[Saved entries]
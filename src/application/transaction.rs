//! Logical transactions: groups of forward/compensating statements.
//!
//! By default the log is a journal of intent. The caller applies the forward
//! statements through its own store transaction, records them here, and
//! [`commit`](TransactionLog::commit)s or [`rollback`](TransactionLog::rollback)s
//! the logical transaction. Either transition removes it from the live set.
//!
//! [`apply`](TransactionLog::apply) turns the log into an executor: it runs
//! every forward statement inside one native store transaction and, when the
//! store cannot roll back natively, replays the compensating statements of
//! the already-applied operations in reverse order.

use parking_lot::Mutex;
use std::collections::{BTreeMap, HashMap};
use std::sync::atomic::{AtomicU64, Ordering};
use std::sync::Arc;
use std::time::{Duration, Instant};
use thiserror::Error;
use tracing::{debug, error, info, warn};

use crate::application::metrics::Metrics;
use crate::application::ports::{Clock, StatementExecutor};
use crate::config::TransactionSettings;
use crate::domain::transaction::{
    IsolationHint, LogicalTransaction, Statement, TransactionId, TransactionOperation,
    TransactionState,
};

/// Transaction log errors.
#[derive(Debug, Clone, PartialEq, Eq, Error)]
pub enum TransactionError {
    /// Unknown id, or the transaction already left the live set
    #[error("transaction not found: {0}")]
    NotFound(TransactionId),
    /// The transaction no longer accepts operations or commits
    #[error("transaction {id} is not pending: {}", .state.as_str())]
    NotPending {
        /// Transaction id
        id: TransactionId,
        /// Current state
        state: TransactionState,
    },
    /// The store rejected a statement; the transaction was rolled back
    #[error("transaction {id} aborted: {reason}")]
    Aborted {
        /// Transaction id
        id: TransactionId,
        /// Store error message
        reason: String,
    },
    /// Neither the native rollback nor the compensating statements succeeded
    #[error("transaction {id} failed and could not be compensated: {reason}")]
    CompensationFailed {
        /// Transaction id
        id: TransactionId,
        /// Store error message
        reason: String,
    },
}

/// Summary of the live set.
#[derive(Debug, Clone, PartialEq, Eq)]
pub struct TransactionStats {
    /// Live transactions
    pub live: usize,
    /// Live transactions per state name
    pub state_counts: BTreeMap<&'static str, usize>,
    /// Age of the oldest live transaction
    pub oldest_age: Option<Duration>,
    /// Minimum spacing of opportunistic sweeps
    pub sweep_interval: Duration,
}

#[derive(Debug)]
struct LogState {
    live: HashMap<TransactionId, LogicalTransaction>,
    last_sweep: Instant,
}

/// In-memory registry of logical transactions.
#[derive(Debug)]
pub struct TransactionLog {
    state: Mutex<LogState>,
    next_id: AtomicU64,
    settings: TransactionSettings,
    clock: Arc<dyn Clock>,
    metrics: Metrics,
}

impl TransactionLog {
    /// Create an empty log.
    pub fn new(settings: TransactionSettings, clock: Arc<dyn Clock>, metrics: Metrics) -> Self {
        let now = clock.now();
        Self {
            state: Mutex::new(LogState {
                live: HashMap::new(),
                last_sweep: now,
            }),
            next_id: AtomicU64::new(1),
            settings,
            clock,
            metrics,
        }
    }

    /// Start a pending transaction.
    ///
    /// `timeout` defaults to the configured `default_timeout`.
    pub fn begin(&self, timeout: Option<Duration>, isolation: IsolationHint) -> TransactionId {
        let now = self.clock.now();
        let id = TransactionId::from_raw(self.next_id.fetch_add(1, Ordering::Relaxed));
        let timeout = timeout.unwrap_or(self.settings.default_timeout);

        let mut state = self.state.lock();
        if now.saturating_duration_since(state.last_sweep) >= self.settings.sweep_interval {
            self.sweep(&mut state, now);
        }
        state
            .live
            .insert(id, LogicalTransaction::new(id, now, timeout, isolation));
        debug!(tx_id = %id, isolation = isolation.as_sql(), "transaction started");
        id
    }

    /// Append an operation to a pending transaction.
    ///
    /// # Errors
    /// [`TransactionError::NotFound`] or [`TransactionError::NotPending`].
    pub fn try_add_operation(
        &self,
        id: TransactionId,
        kind: &str,
        forward: Statement,
        compensating: Option<Statement>,
    ) -> Result<(), TransactionError> {
        let now = self.clock.now();
        let mut state = self.state.lock();
        let tx = pending_mut(&mut state, id)?;
        tx.operations.push(TransactionOperation {
            kind: kind.to_string(),
            forward,
            compensating,
            added_at: now,
        });
        debug!(tx_id = %id, kind, "operation added to transaction");
        Ok(())
    }

    /// Boolean form of [`try_add_operation`](Self::try_add_operation).
    pub fn add_operation(
        &self,
        id: TransactionId,
        kind: &str,
        forward: Statement,
        compensating: Option<Statement>,
    ) -> bool {
        self.try_add_operation(id, kind, forward, compensating)
            .is_ok()
    }

    /// Mark a pending transaction as committed and drop it from the live set.
    ///
    /// The statements are not executed; see [`apply`](Self::apply) for that.
    /// Returns the final record, in state `Active`.
    pub fn try_commit(&self, id: TransactionId) -> Result<LogicalTransaction, TransactionError> {
        let mut state = self.state.lock();
        pending_mut(&mut state, id)?.state = TransactionState::Active;
        let tx = state.live.remove(&id).ok_or(TransactionError::NotFound(id))?;
        drop(state);

        self.metrics.record_committed();
        info!(tx_id = %id, operations = tx.operations.len(), "transaction committed");
        Ok(tx)
    }

    /// Boolean form of [`try_commit`](Self::try_commit).
    pub fn commit(&self, id: TransactionId) -> bool {
        self.try_commit(id).is_ok()
    }

    /// Roll back a live transaction and drop it from the live set.
    pub fn try_rollback(&self, id: TransactionId) -> Result<LogicalTransaction, TransactionError> {
        let Some(mut tx) = self.state.lock().live.remove(&id) else {
            warn!(tx_id = %id, "transaction not found for rollback");
            return Err(TransactionError::NotFound(id));
        };
        tx.state = TransactionState::RolledBack;
        self.metrics.record_rolled_back();
        info!(tx_id = %id, "transaction rolled back");
        Ok(tx)
    }

    /// Boolean form of [`try_rollback`](Self::try_rollback).
    pub fn rollback(&self, id: TransactionId) -> bool {
        self.try_rollback(id).is_ok()
    }

    /// Run every forward statement of a pending transaction inside one store transaction.
    ///
    /// On success the record is returned in state `Committed`. When a statement
    /// or the commit fails, the store transaction is rolled back; if that fails
    /// too, the compensating statements of the applied operations are replayed
    /// in reverse order.
    ///
    /// # Errors
    /// [`TransactionError::Aborted`] when the transaction was undone,
    /// [`TransactionError::CompensationFailed`] when it could not be undone.
    pub async fn apply<X>(
        &self,
        id: TransactionId,
        executor: &mut X,
    ) -> Result<LogicalTransaction, TransactionError>
    where
        X: StatementExecutor + ?Sized,
    {
        let mut tx = {
            let mut state = self.state.lock();
            let tx = pending_mut(&mut state, id)?;
            tx.state = TransactionState::Active;
            tx.clone()
        };

        if let Err(e) = executor.begin(tx.isolation).await {
            self.finish(id, TransactionState::RolledBack);
            error!(tx_id = %id, error = %e, "could not begin store transaction");
            return Err(TransactionError::Aborted {
                id,
                reason: e.to_string(),
            });
        }

        let mut applied = 0;
        let mut failure = None;
        for operation in &tx.operations {
            if let Err(e) = executor.execute(&operation.forward).await {
                failure = Some(e.to_string());
                break;
            }
            applied += 1;
        }
        if failure.is_none() {
            if let Err(e) = executor.commit().await {
                failure = Some(e.to_string());
            }
        }

        let Some(reason) = failure else {
            self.finish(id, TransactionState::Committed);
            tx.state = TransactionState::Committed;
            info!(tx_id = %id, operations = applied, "transaction applied");
            return Ok(tx);
        };

        warn!(tx_id = %id, error = %reason, applied, "transaction failed, rolling back");
        match executor.rollback().await {
            Ok(()) => {
                self.finish(id, TransactionState::RolledBack);
                Err(TransactionError::Aborted { id, reason })
            }
            Err(rollback_error) => {
                warn!(
                    tx_id = %id,
                    error = %rollback_error,
                    "store rollback failed, replaying compensating statements"
                );
                match compensate(executor, &tx.operations[..applied]).await {
                    Ok(()) => {
                        self.finish(id, TransactionState::RolledBack);
                        Err(TransactionError::Aborted { id, reason })
                    }
                    Err(compensation_error) => {
                        self.finish(id, TransactionState::Failed);
                        error!(tx_id = %id, error = %compensation_error, "compensation failed");
                        Err(TransactionError::CompensationFailed {
                            id,
                            reason: compensation_error,
                        })
                    }
                }
            }
        }
    }

    /// Copy of a live transaction.
    pub fn get(&self, id: TransactionId) -> Option<LogicalTransaction> {
        self.state.lock().live.get(&id).cloned()
    }

    /// Copies of every live transaction, oldest first.
    pub fn active(&self) -> Vec<LogicalTransaction> {
        let mut live: Vec<_> = self.state.lock().live.values().cloned().collect();
        live.sort_by_key(|tx| tx.id);
        live
    }

    /// Roll back every live transaction older than its timeout.
    pub fn sweep_stale(&self) -> usize {
        let now = self.clock.now();
        let mut state = self.state.lock();
        self.sweep(&mut state, now)
    }

    /// Summary of the live set.
    pub fn stats(&self) -> TransactionStats {
        let now = self.clock.now();
        let state = self.state.lock();
        let mut state_counts = BTreeMap::new();
        for tx in state.live.values() {
            *state_counts.entry(tx.state.as_str()).or_insert(0) += 1;
        }
        TransactionStats {
            live: state.live.len(),
            state_counts,
            oldest_age: state.live.values().map(|tx| tx.age(now)).max(),
            sweep_interval: self.settings.sweep_interval,
        }
    }

    fn finish(&self, id: TransactionId, outcome: TransactionState) {
        self.state.lock().live.remove(&id);
        match outcome {
            TransactionState::Committed => self.metrics.record_committed(),
            TransactionState::RolledBack => self.metrics.record_rolled_back(),
            _ => self.metrics.record_tx_failed(),
        }
        debug!(tx_id = %id, state = outcome.as_str(), "transaction finished");
    }

    fn sweep(&self, state: &mut LogState, now: Instant) -> usize {
        let stale: Vec<TransactionId> = state
            .live
            .values()
            .filter(|tx| tx.is_stale(now))
            .map(|tx| tx.id)
            .collect();

        for id in &stale {
            if let Some(tx) = state.live.remove(id) {
                warn!(
                    tx_id = %id,
                    age_secs = tx.age(now).as_secs_f64(),
                    "cleaning up stale transaction"
                );
                self.metrics.record_tx_swept();
            }
        }
        state.last_sweep = now;
        stale.len()
    }
}

fn pending_mut(
    state: &mut LogState,
    id: TransactionId,
) -> Result<&mut LogicalTransaction, TransactionError> {
    let Some(tx) = state.live.get_mut(&id) else {
        error!(tx_id = %id, "transaction not found");
        return Err(TransactionError::NotFound(id));
    };
    if tx.state != TransactionState::Pending {
        error!(tx_id = %id, state = tx.state.as_str(), "transaction is not pending");
        return Err(TransactionError::NotPending {
            id,
            state: tx.state,
        });
    }
    Ok(tx)
}

async fn compensate<X>(executor: &mut X, applied: &[TransactionOperation]) -> Result<(), String>
where
    X: StatementExecutor + ?Sized,
{
    for operation in applied.iter().rev() {
        let Some(statement) = &operation.compensating else {
            return Err(format!(
                "{} operation has no compensating statement",
                operation.kind
            ));
        };
        executor
            .execute(statement)
            .await
            .map_err(|e| e.to_string())?;
    }
    Ok(())
}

* Task item *
Copy range, inclusive: the line holding "The statements are" to the line holding "self.metrics.record_committed();". Reproduce exactly those lines of the records above and no others.

* Response area *
    /// The statements are not executed; see [`apply`](Self::apply) for that.
    /// Returns the final record, in state `Active`.
    pub fn try_commit(&self, id: TransactionId) -> Result<LogicalTransaction, TransactionError> {
        let mut state = self.state.lock();
        pending_mut(&mut state, id)?.state = TransactionState::Active;
        let tx = state.live.remove(&id).ok_or(TransactionError::NotFound(id))?;
        drop(state);

        self.metrics.record_committed();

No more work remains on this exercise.